[Saved data entries]
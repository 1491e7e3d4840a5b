//! Atomic file write using the write-rename pattern.
//!
//! Writes to `{path}.tmp`, calls `sync_all()` so the bytes reach storage,
//! then renames over the final path. A crash mid-write leaves the previous
//! save intact.

use std::ffi::OsString;
use std::fs::{self, File};
use std::io::Write;
use std::path::{Path, PathBuf};

fn tmp_path(path: &Path) -> PathBuf {
    let mut name = OsString::from(path.as_os_str());
    name.push(".tmp");
    PathBuf::from(name)
}

/// Atomically write `data` to `path`, creating parent directories.
pub fn atomic_write(path: impl AsRef<Path>, data: &[u8]) -> std::io::Result<()> {
    let final_path = path.as_ref();
    if let Some(parent) = final_path.parent() {
        if !parent.as_os_str().is_empty() {
            fs::create_dir_all(parent)?;
        }
    }

    let tmp = tmp_path(final_path);
    let mut file = File::create(&tmp)?;
    file.write_all(data)?;
    file.sync_all()?;
    fs::rename(&tmp, final_path)?;
    Ok(())
}

#[cfg(test)]
mod tests {
    use super::*;

    /// Unique scratch directory per test.
    fn test_dir(name: &str) -> PathBuf {
        let dir = std::env::temp_dir().join(format!(
            "railbrake_atomic_write_{}_{}",
            name,
            std::process::id()
        ));
        let _ = fs::remove_dir_all(&dir);
        fs::create_dir_all(&dir).unwrap();
        dir
    }

    #[test]
    fn test_atomic_write_creates_file_without_leftovers() {
        let dir = test_dir("creates");
        let path = dir.join("session.rbrk");

        atomic_write(&path, b"hello").unwrap();
        assert_eq!(fs::read(&path).unwrap(), b"hello");
        assert!(!tmp_path(&path).exists());

        let _ = fs::remove_dir_all(&dir);
    }

    #[test]
    fn test_atomic_write_overwrites_existing_and_stale_tmp() {
        let dir = test_dir("overwrites");
        let path = dir.join("session.rbrk");
        fs::write(&path, b"original").unwrap();
        fs::write(tmp_path(&path), b"partial garbage").unwrap();

        atomic_write(&path, b"new save").unwrap();
        assert_eq!(fs::read(&path).unwrap(), b"new save");
        assert!(!tmp_path(&path).exists());

        let _ = fs::remove_dir_all(&dir);
    }

    #[test]
    fn test_atomic_write_creates_parent_dirs() {
        let dir = test_dir("parents");
        let path = dir.join("nested").join("deep").join("snapshot.rbrk");

        atomic_write(&path, b"nested").unwrap();
        assert_eq!(fs::read(&path).unwrap(), b"nested");

        let _ = fs::remove_dir_all(&dir);
    }
}
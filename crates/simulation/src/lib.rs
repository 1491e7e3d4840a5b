use bevy::prelude::*;
use std::collections::BTreeMap;

pub mod brake_settings;
pub mod brakes;
pub mod config;
pub mod dynamics;
pub mod events;
pub mod simulation_sets;
pub mod train;
pub mod units;

#[cfg(any(test, feature = "bench"))]
pub mod test_harness;

pub use simulation_sets::SimulationSet;

// ---------------------------------------------------------------------------
// Saveable trait + registry for the extension map save pattern
// ---------------------------------------------------------------------------

/// A resource that persists itself into the session extension map.
///
/// Each implementing resource owns its serialization, so the save crate never
/// needs to know the concrete types.
pub trait Saveable: Resource + Default + Send + Sync + 'static {
    /// Unique key in the extension map.
    const SAVE_KEY: &'static str;

    /// Encode the resource, or return `None` to skip it (e.g. default state).
    fn save_to_bytes(&self) -> Option<Vec<u8>>;

    /// Decode the resource. Must not panic on malformed input.
    fn load_from_bytes(bytes: &[u8]) -> Self;
}

/// Decode bitcode bytes, logging and falling back to `T::default()` on failure.
pub fn decode_or_warn<T: bitcode::DecodeOwned + Default>(key: &str, bytes: &[u8]) -> T {
    match bitcode::decode(bytes) {
        Ok(value) => value,
        Err(e) => {
            warn!(
                "Saveable {}: failed to decode {} bytes, falling back to default: {}",
                key,
                bytes.len(),
                e
            );
            T::default()
        }
    }
}

pub type SaveFn = Box<dyn Fn(&World) -> Option<Vec<u8>> + Send + Sync>;
pub type LoadFn = Box<dyn Fn(&mut World, &[u8]) + Send + Sync>;
pub type ResetFn = Box<dyn Fn(&mut World) + Send + Sync>;

/// Type-erased save/load/reset operations for one registered resource.
pub struct SaveableEntry {
    pub key: String,
    pub save_fn: SaveFn,
    pub load_fn: LoadFn,
    pub reset_fn: ResetFn,
}

/// Registry of all saveable resources, populated during plugin setup.
#[derive(Resource, Default)]
pub struct SaveableRegistry {
    pub entries: Vec<SaveableEntry>,
}

impl SaveableRegistry {
    /// Register a resource type that implements `Saveable`.
    ///
    /// Panics in debug builds on a duplicate `SAVE_KEY`.
    pub fn register<T: Saveable>(&mut self) {
        let key = T::SAVE_KEY.to_string();
        if self.entries.iter().any(|e| e.key == key) {
            warn!(
                "SaveableRegistry: duplicate key '{}', ignoring second registration",
                key
            );
            debug_assert!(false, "SaveableRegistry: duplicate key '{}'", key);
            return;
        }
        self.entries.push(SaveableEntry {
            key,
            save_fn: Box::new(|world: &World| {
                world.get_resource::<T>().and_then(|r| r.save_to_bytes())
            }),
            load_fn: Box::new(|world: &mut World, bytes: &[u8]| {
                world.insert_resource(T::load_from_bytes(bytes));
            }),
            reset_fn: Box::new(|world: &mut World| {
                world.insert_resource(T::default());
            }),
        });
    }

    pub fn keys(&self) -> impl Iterator<Item = &str> {
        self.entries.iter().map(|e| e.key.as_str())
    }

    /// Save all registered resources into an extension map.
    pub fn save_all(&self, world: &World) -> BTreeMap<String, Vec<u8>> {
        let mut extensions = BTreeMap::new();
        for entry in &self.entries {
            if let Some(bytes) = (entry.save_fn)(world) {
                extensions.insert(entry.key.clone(), bytes);
            }
        }
        extensions
    }

    /// Load registered resources from an extension map. Keys that are absent
    /// leave the resource unchanged; unknown keys are ignored.
    pub fn load_all(&self, world: &mut World, extensions: &BTreeMap<String, Vec<u8>>) {
        for entry in &self.entries {
            if let Some(bytes) = extensions.get(&entry.key) {
                (entry.load_fn)(world, bytes);
            }
        }
    }

    /// Reset every registered resource to its default.
    pub fn reset_all(&self, world: &mut World) {
        for entry in &self.entries {
            (entry.reset_fn)(world);
        }
    }
}

// ---------------------------------------------------------------------------
// Core resources
// ---------------------------------------------------------------------------

/// Fixed ticks run since startup.
#[derive(Resource, Default)]
pub struct TickCounter(pub u64);

pub fn advance_tick_counter(mut tick: ResMut<TickCounter>) {
    tick.0 = tick.0.wrapping_add(1);
}

/// Everything the brake core needs: fixed tick rate, phase ordering, and the
/// settings, train and dynamics plugins.
pub struct SimulationPlugin;

impl Plugin for SimulationPlugin {
    fn build(&self, app: &mut App) {
        app.insert_resource(Time::<Fixed>::from_hz(config::FIXED_TICK_HZ))
            .init_resource::<TickCounter>()
            .init_resource::<SaveableRegistry>()
            .configure_sets(
                FixedUpdate,
                (
                    SimulationSet::PreSim,
                    SimulationSet::Simulation,
                    SimulationSet::PostSim,
                )
                    .chain(),
            )
            .add_systems(
                FixedUpdate,
                advance_tick_counter
                    .before(train::apply_brake_commands)
                    .in_set(SimulationSet::PreSim),
            );

        app.add_plugins((
            brake_settings::BrakeSettingsPlugin,
            train::TrainBrakesPlugin,
            dynamics::TrainDynamicsPlugin,
        ));
    }
}
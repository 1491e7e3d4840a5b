use bevy::prelude::*;
use bitcode::{Decode, Encode};
use serde::{Deserialize, Serialize};

use crate::brakes::{AirBrake, CarBrakeParams, RetainerSetting, ValveState};

use super::controller::BrakeController;
use super::locomotive::{LocomotiveAir, LocomotiveAirParams};

pub type TrainId = u32;

#[derive(
    Debug, Clone, Copy, PartialEq, Eq, Hash, Default, Serialize, Deserialize, Encode, Decode,
)]
pub enum CarKind {
    #[default]
    Freight,
    Passenger,
    Locomotive,
    Tender,
}

/// Mass and running-gear geometry of one car.
#[derive(Debug, Clone, PartialEq, Serialize, Deserialize, Encode, Decode)]
#[serde(default)]
pub struct CarPhysics {
    pub mass_kg: f32,
    pub length_m: f32,
    pub axles: u32,
    pub bogies: u32,
    /// Zero means "estimate from axle and bogie counts".
    pub rigid_wheelbase_m: f32,
    /// Steam locomotives only.
    pub drive_axles: u32,
    pub driver_wheel_radius_m: f32,
    /// Free travel of the rear coupler either side of centre.
    pub coupler_slack_limit_m: f32,
}

impl Default for CarPhysics {
    fn default() -> Self {
        Self {
            mass_kg: 50_000.0,
            length_m: 15.0,
            axles: 4,
            bogies: 2,
            rigid_wheelbase_m: 0.0,
            drive_axles: 0,
            driver_wheel_radius_m: 0.9,
            coupler_slack_limit_m: 0.05,
        }
    }
}

/// Per-car motion inputs and the forces computed from them.
#[derive(Debug, Clone, Default, PartialEq, Serialize, Deserialize, Encode, Decode)]
#[serde(default)]
pub struct CarDynamics {
    /// Supplied by the motion integrator.
    pub speed_mps: f32,
    pub motive_force_n: f32,
    /// Zero on straight track.
    pub curve_radius_m: f32,
    pub superelevation_m: f32,

    /// Rear coupler displacement; positive is stretched.
    pub coupler_slack_m: f32,
    /// Rear coupler force; positive is compression.
    pub coupler_force_n: f32,
    pub curve_force_n: f32,
    pub curve_force_filtered_n: f32,
    pub wheel_lateral_force_n: f32,
    pub wheel_vertical_force_n: f32,
    pub derail_possible: bool,
    pub derail_expected: bool,
}

#[derive(Debug, Clone, PartialEq, Serialize, Deserialize, Encode, Decode)]
pub struct RailCar {
    pub name: String,
    pub kind: CarKind,
    pub physics: CarPhysics,
    pub brake: AirBrake,
    pub locomotive: Option<LocomotiveAir>,
    pub dynamics: CarDynamics,
}

impl RailCar {
    pub fn wagon(
        name: impl Into<String>,
        kind: CarKind,
        physics: CarPhysics,
        brake: CarBrakeParams,
    ) -> Self {
        let brake = AirBrake::new(brake, physics.length_m);
        Self {
            name: name.into(),
            kind,
            physics,
            brake,
            locomotive: None,
            dynamics: CarDynamics::default(),
        }
    }

    pub fn locomotive(
        name: impl Into<String>,
        physics: CarPhysics,
        brake: CarBrakeParams,
        air: LocomotiveAirParams,
    ) -> Self {
        let mut car = Self::wagon(name, CarKind::Locomotive, physics, brake);
        car.locomotive = Some(LocomotiveAir::new(air));
        car
    }

    pub fn is_locomotive(&self) -> bool {
        self.locomotive.is_some()
    }
}

/// One consist: an ordered, owned array of cars plus the driver's brake
/// controller. Cars refer to each other only by index.
#[derive(Debug, Clone, PartialEq, Serialize, Deserialize, Encode, Decode)]
pub struct Train {
    pub id: TrainId,
    pub name: String,
    pub cars: Vec<RailCar>,
    pub lead_locomotive: Option<usize>,
    pub controller: BrakeController,
    pub engine_brake_state: ValveState,
    pub retainer: RetainerSetting,
    pub retainer_percent: u8,
}

/// Every train in the simulation.
#[derive(Resource, Debug, Clone, Default, PartialEq, Encode, Decode)]
pub struct TrainRoster {
    pub trains: Vec<Train>,
    next_id: TrainId,
}

impl TrainRoster {
    /// Take ownership of `train`, assign it a fresh id and return the id.
    pub fn add(&mut self, mut train: Train) -> TrainId {
        self.next_id += 1;
        train.id = self.next_id;
        info!(
            "Train {} '{}' registered with {} cars",
            train.id,
            train.name,
            train.cars.len()
        );
        self.trains.push(train);
        self.next_id
    }

    pub fn remove(&mut self, id: TrainId) -> Option<Train> {
        let index = self.trains.iter().position(|t| t.id == id)?;
        let train = self.trains.remove(index);
        info!("Train {} '{}' removed", train.id, train.name);
        Some(train)
    }

    pub fn get(&self, id: TrainId) -> Option<&Train> {
        self.trains.iter().find(|t| t.id == id)
    }

    pub fn get_mut(&mut self, id: TrainId) -> Option<&mut Train> {
        self.trains.iter_mut().find(|t| t.id == id)
    }

    pub fn len(&self) -> usize {
        self.trains.len()
    }

    pub fn is_empty(&self) -> bool {
        self.trains.is_empty()
    }
}

impl crate::Saveable for TrainRoster {
    const SAVE_KEY: &'static str = "train_roster";

    fn save_to_bytes(&self) -> Option<Vec<u8>> {
        if self.trains.is_empty() {
            return None;
        }
        Some(bitcode::encode(self))
    }

    fn load_from_bytes(bytes: &[u8]) -> Self {
        crate::decode_or_warn(Self::SAVE_KEY, bytes)
    }
}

— What you have to do —
Copy every line above in which the string "SimulationPlugin" shows up.

— Expected answer —
pub struct SimulationPlugin;
impl Plugin for SimulationPlugin {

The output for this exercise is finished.